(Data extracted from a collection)

::::::

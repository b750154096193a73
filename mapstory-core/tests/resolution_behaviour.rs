//! Behavioural tests for `BoundaryResolver` source chains.

use mapstory_core::test_support::{ScriptedFetcher, named_dataset};
use mapstory_core::{AdminLevel, BoundaryResolver, Resolution};
use rstest::fixture;
use rstest_bdd_macros::{given, scenario, then, when};
use std::cell::RefCell;

#[fixture]
fn fetcher() -> RefCell<ScriptedFetcher> {
    RefCell::new(ScriptedFetcher::new())
}

#[fixture]
fn resolution() -> RefCell<Option<Resolution>> {
    RefCell::new(None)
}

fn script(
    fetcher: &RefCell<ScriptedFetcher>,
    update: impl FnOnce(ScriptedFetcher) -> ScriptedFetcher,
) {
    let current = std::mem::take(&mut *fetcher.borrow_mut());
    *fetcher.borrow_mut() = update(current);
}

fn split(list: &str) -> Vec<&str> {
    list.split(',').map(str::trim).collect()
}

fn provenance_of(resolution: &RefCell<Option<Resolution>>, level: AdminLevel) -> Option<String> {
    resolution
        .borrow()
        .as_ref()
        .expect("resolution should have run")
        .get(level)
        .map(|boundary| boundary.provenance().tag().to_owned())
}

#[given("source \"{id}\" serves the regions \"{names}\"")]
fn given_regions(id: String, names: String, #[from(fetcher)] fetcher: &RefCell<ScriptedFetcher>) {
    script(fetcher, |f| f.with_dataset(&id, named_dataset(&split(&names))));
}

#[given("source \"{id}\" answers with status {status}")]
fn given_status(id: String, status: u16, #[from(fetcher)] fetcher: &RefCell<ScriptedFetcher>) {
    script(fetcher, |f| f.with_status(&id, status));
}

#[given("source \"{id}\" times out")]
fn given_timeout(id: String, #[from(fetcher)] fetcher: &RefCell<ScriptedFetcher>) {
    script(fetcher, |f| f.with_timeout(&id));
}

#[given("source \"{id}\" serves a malformed payload")]
fn given_malformed(id: String, #[from(fetcher)] fetcher: &RefCell<ScriptedFetcher>) {
    script(fetcher, |f| f.with_malformed(&id));
}

#[when("the boundaries are resolved")]
fn when_resolved(
    #[from(fetcher)] fetcher: &RefCell<ScriptedFetcher>,
    #[from(resolution)] resolution: &RefCell<Option<Resolution>>,
) {
    let scripted = fetcher.borrow();
    *resolution.borrow_mut() = Some(BoundaryResolver::new(&*scripted).resolve());
}

#[then("the country comes from \"{tag}\"")]
fn then_country(tag: String, #[from(resolution)] resolution: &RefCell<Option<Resolution>>) {
    assert_eq!(provenance_of(resolution, AdminLevel::Country), Some(tag));
}

#[then("the province comes from \"{tag}\"")]
fn then_province(tag: String, #[from(resolution)] resolution: &RefCell<Option<Resolution>>) {
    assert_eq!(provenance_of(resolution, AdminLevel::Province), Some(tag));
}

#[then("the municipality comes from \"{tag}\"")]
fn then_municipality(tag: String, #[from(resolution)] resolution: &RefCell<Option<Resolution>>) {
    assert_eq!(provenance_of(resolution, AdminLevel::Municipality), Some(tag));
}

#[then("the province is labelled \"{label}\"")]
fn then_province_label(label: String, #[from(resolution)] resolution: &RefCell<Option<Resolution>>) {
    let borrow = resolution.borrow();
    let province = borrow
        .as_ref()
        .and_then(Resolution::province)
        .expect("province should be resolved");
    assert_eq!(province.label(), label);
}

#[then("no municipality was resolved")]
fn then_no_municipality(#[from(resolution)] resolution: &RefCell<Option<Resolution>>) {
    assert_eq!(provenance_of(resolution, AdminLevel::Municipality), None);
}

#[then("every level is drawn from the static fallback")]
fn then_all_fallback(#[from(resolution)] resolution: &RefCell<Option<Resolution>>) {
    let borrow = resolution.borrow();
    let outcome = borrow.as_ref().expect("resolution should have run");
    assert_eq!(outcome.boundaries().count(), 3);
    assert!(
        outcome
            .boundaries()
            .all(|boundary| boundary.provenance().is_fallback() && !boundary.is_complete())
    );
}

#[then("the static fallback was used")]
fn then_fallback_used(#[from(resolution)] resolution: &RefCell<Option<Resolution>>) {
    let borrow = resolution.borrow();
    assert!(borrow.as_ref().is_some_and(|r| r.diagnostics().fallback_used));
}

#[then("the static fallback was not used")]
fn then_fallback_unused(#[from(resolution)] resolution: &RefCell<Option<Resolution>>) {
    let borrow = resolution.borrow();
    assert!(borrow.as_ref().is_some_and(|r| !r.diagnostics().fallback_used));
}

#[then("the sources were fetched in the order \"{ids}\"")]
fn then_fetch_order(ids: String, #[from(fetcher)] fetcher: &RefCell<ScriptedFetcher>) {
    assert_eq!(fetcher.borrow().calls(), split(&ids));
}

#[scenario(path = "tests/features/resolution.feature", index = 0)]
fn primary_sources_satisfy_every_level(
    fetcher: RefCell<ScriptedFetcher>,
    resolution: RefCell<Option<Resolution>>,
) {
    let _ = (fetcher, resolution);
}

#[scenario(path = "tests/features/resolution.feature", index = 1)]
fn failing_primary_sources_escalate(
    fetcher: RefCell<ScriptedFetcher>,
    resolution: RefCell<Option<Resolution>>,
) {
    let _ = (fetcher, resolution);
}

#[scenario(path = "tests/features/resolution.feature", index = 2)]
fn every_country_source_fails(
    fetcher: RefCell<ScriptedFetcher>,
    resolution: RefCell<Option<Resolution>>,
) {
    let _ = (fetcher, resolution);
}

#[scenario(path = "tests/features/resolution.feature", index = 3)]
fn missing_province_uses_district_proxy(
    fetcher: RefCell<ScriptedFetcher>,
    resolution: RefCell<Option<Resolution>>,
) {
    let _ = (fetcher, resolution);
}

::::::

*Task directions:*
In the entries above, identify every line with the string "outcome".

*Exercise result:*
    let outcome = borrow.as_ref().expect("resolution should have run");
    assert_eq!(outcome.boundaries().count(), 3);
        outcome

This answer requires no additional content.